Ein Werk der Jugend wie des Alters, eine Frucht vierzigjähriger Mühen ist der allmähliche Übergang vom stolzen Park zum armseligen Städtchen, den Herzog Franz schuf. Der Gelehrte hat unrecht gehabt; dies schwierigste Problem hat den Fürsten am längsten beschäftigt. Er löste es dadurch, indem er an der Grenze des Parks die Kirche und die Synagoge erbaute, beide – wie bezeichnend ist dies für das Jahrhundert der Toleranz! – zum größten Teil aus eigenen Mitteln, beide sehr geschmackvoll: die Kirche in Anlehnung an den gotischen Stil, die Synagoge ein zierlicher Rundbau; beide durch Gartenanlagen mit dem Park verbunden. Der Wanderer soll – ist der schöne Grundgedanke – aus dem Alltag an den Tempeln Gottes vorbei in die Tempel der Natur und Kunst treten. Auch rein künstlerisch betrachtet, ist die Lösung des Problems vortrefflich zu nennen; wer von der Kirche am Englischen Sitz vorbei zum Schloß geht, trifft auf eine Reihe der schönsten Bilder, die sich scheinbar ganz zwanglos aneinanderreihen. Auch dachte der Herzog an die Verschönerung von Wörlitz, nur starb er darüber hinweg. Man sieht, meine Vermutung war richtig, für den Stadtduft von Wörlitz ist das Zeitalter der Humanität nicht verantwortlich zu machen.

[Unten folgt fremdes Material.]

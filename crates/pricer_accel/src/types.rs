//! Value types exchanged with the pricing engine.
//!
//! Callers own these; the engine copies them into its staging area before
//! dispatch and does not retain them afterwards.

use serde::{Deserialize, Serialize};

use crate::error::{ComputeError, ValidationError};

/// Option payoff direction.
#[derive(Clone, Copy, Debug, Default, PartialEq, Eq, Hash, Serialize, Deserialize)]
#[serde(rename_all = "lowercase")]
pub enum OptionType {
    /// Right to buy at the strike.
    #[default]
    Call,
    /// Right to sell at the strike.
    Put,
}

/// Contract and market parameters of one European option.
///
/// # Examples
///
/// ```rust
/// use pricer_accel::types::{OptionSpec, OptionType};
///
/// let spec = OptionSpec::call(100.0, 105.0, 0.05, 0.0, 0.2, 1.0);
/// assert_eq!(spec.option_type, OptionType::Call);
/// assert_eq!(spec.strike_price, 105.0);
/// ```
#[derive(Clone, Copy, Debug, PartialEq, Serialize, Deserialize)]
pub struct OptionSpec {
    /// Call or put.
    pub option_type: OptionType,
    /// Spot price of the underlying.
    pub stock_price: f64,
    /// Strike price.
    pub strike_price: f64,
    /// Continuously compounded risk-free rate.
    pub risk_free_rate: f64,
    /// Continuous dividend yield.
    pub dividend_yield: f64,
    /// Annualised volatility.
    pub volatility: f64,
    /// Time to maturity in years.
    pub time_to_maturity: f64,
}

impl OptionSpec {
    /// Creates a call option.
    pub fn call(
        stock_price: f64,
        strike_price: f64,
        risk_free_rate: f64,
        dividend_yield: f64,
        volatility: f64,
        time_to_maturity: f64,
    ) -> Self {
        Self {
            option_type: OptionType::Call,
            stock_price,
            strike_price,
            risk_free_rate,
            dividend_yield,
            volatility,
            time_to_maturity,
        }
    }

    /// Creates a put option.
    pub fn put(
        stock_price: f64,
        strike_price: f64,
        risk_free_rate: f64,
        dividend_yield: f64,
        volatility: f64,
        time_to_maturity: f64,
    ) -> Self {
        Self {
            option_type: OptionType::Put,
            ..Self::call(
                stock_price,
                strike_price,
                risk_free_rate,
                dividend_yield,
                volatility,
                time_to_maturity,
            )
        }
    }
}

/// How the kernel decides it has simulated enough paths.
#[derive(Clone, Copy, Debug, PartialEq, Serialize, Deserialize)]
#[serde(rename_all = "snake_case")]
pub enum ConvergenceCriterion {
    /// Keep sampling until the standard error drops to this value.
    Tolerance(f64),
    /// Simulate exactly this many paths.
    FixedSamples(u32),
}

impl ConvergenceCriterion {
    /// Checks the criterion is one the kernel can honour.
    ///
    /// A zero sample count is rejected: the kernel reads a zero count as
    /// "run in tolerance mode", which would silently change the mode.
    pub fn validate(&self, asset: usize) -> Result<(), ValidationError> {
        match *self {
            ConvergenceCriterion::Tolerance(tol) if !(tol.is_finite() && tol > 0.0) => {
                Err(ValidationError::InvalidCriterion {
                    asset,
                    reason: format!("tolerance must be positive and finite, got {}", tol),
                })
            }
            ConvergenceCriterion::FixedSamples(0) => Err(ValidationError::InvalidCriterion {
                asset,
                reason: "sample count must be at least 1".to_string(),
            }),
            _ => Ok(()),
        }
    }
}

/// Column-oriented batch input: one slice per option field.
///
/// Every slice must hold exactly `num_assets` entries, index-aligned.
#[derive(Clone, Copy, Debug)]
pub struct AssetColumns<'a> {
    /// Call or put per asset.
    pub option_type: &'a [OptionType],
    /// Spot prices.
    pub stock_price: &'a [f64],
    /// Strike prices.
    pub strike_price: &'a [f64],
    /// Risk-free rates.
    pub risk_free_rate: &'a [f64],
    /// Dividend yields.
    pub dividend_yield: &'a [f64],
    /// Volatilities.
    pub volatility: &'a [f64],
    /// Times to maturity.
    pub time_to_maturity: &'a [f64],
}

impl AssetColumns<'_> {
    /// Checks every column has `num_assets` entries.
    pub fn check_len(&self, num_assets: usize) -> Result<(), ValidationError> {
        let lengths = [
            ("option_type", self.option_type.len()),
            ("stock_price", self.stock_price.len()),
            ("strike_price", self.strike_price.len()),
            ("risk_free_rate", self.risk_free_rate.len()),
            ("dividend_yield", self.dividend_yield.len()),
            ("volatility", self.volatility.len()),
            ("time_to_maturity", self.time_to_maturity.len()),
        ];
        for (field, actual) in lengths {
            if actual != num_assets {
                return Err(ValidationError::ArrayLengthMismatch {
                    field,
                    expected: num_assets,
                    actual,
                });
            }
        }
        Ok(())
    }

    /// Gathers the columns into one [`OptionSpec`] per asset.
    pub fn to_specs(&self, num_assets: usize) -> Result<Vec<OptionSpec>, ValidationError> {
        self.check_len(num_assets)?;
        Ok((0..num_assets)
            .map(|i| OptionSpec {
                option_type: self.option_type[i],
                stock_price: self.stock_price[i],
                strike_price: self.strike_price[i],
                risk_free_rate: self.risk_free_rate[i],
                dividend_yield: self.dividend_yield[i],
                volatility: self.volatility[i],
                time_to_maturity: self.time_to_maturity[i],
            })
            .collect())
    }
}

/// Outcome of pricing one asset.
#[derive(Clone, Copy, Debug, PartialEq)]
pub struct RunResult {
    /// Estimated option price; `NaN` when `error` is set.
    pub option_price: f64,
    /// Set when the asset's accelerator invocation failed.
    pub error: Option<ComputeError>,
}

impl RunResult {
    /// Successful result.
    pub fn priced(option_price: f64) -> Self {
        Self {
            option_price,
            error: None,
        }
    }

    /// Failed result.
    pub fn failed(error: ComputeError) -> Self {
        Self {
            option_price: f64::NAN,
            error: Some(error),
        }
    }

    /// Returns `true` when the asset was priced.
    #[inline]
    pub fn is_ok(&self) -> bool {
        self.error.is_none()
    }

    /// Converts into a `Result`.
    pub fn into_result(self) -> Result<f64, ComputeError> {
        match self.error {
            Some(err) => Err(err),
            None => Ok(self.option_price),
        }
    }
}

Stadt und Gärten liegen tief; die schützenden, mit Alleen bepflanzten Deiche sind wahrlich kein bloßer Schmuck – und wie oft versagte ihr Schutz! Zerrissene Inseln, versumpfte Wiesen, die nicht wieder zu entwässern sind, zwei kleine Seen (die Wallöcher) sind die Spuren der Elbe. Aber sooft sie ihm sein Werk zerstörte, der Mann mit dem eisernen Willen stellte es wieder her; dem heutigen Schloßherrn eine ungemütliche Nachbarin, war die Elbe dem Herzog Franz eine Todfeindin, aber er hielt ihr stand. Und als ich bei jedem Ruderschlag neue Zeichen dieses tapferen, unerhört zähen Ringens sah, da sagte ich mir: „Nein, nicht im Geschmack der Zeit, nicht in äußeren Einflüssen, in dieses Mannes Brust ist die Lösung der Rätsel von Wörlitz zu suchen. Wer sich nicht der Elbe beugte, der hat sich auch nur mit Willen der Mode gebeugt!“ Zur vollen Gewißheit aber wurde mir diese Erkenntnis, als ich sein feinstes und sein trivialstes Werk kennenlernte. Sein feinstes das Schloß, sein trivialstes der Stein.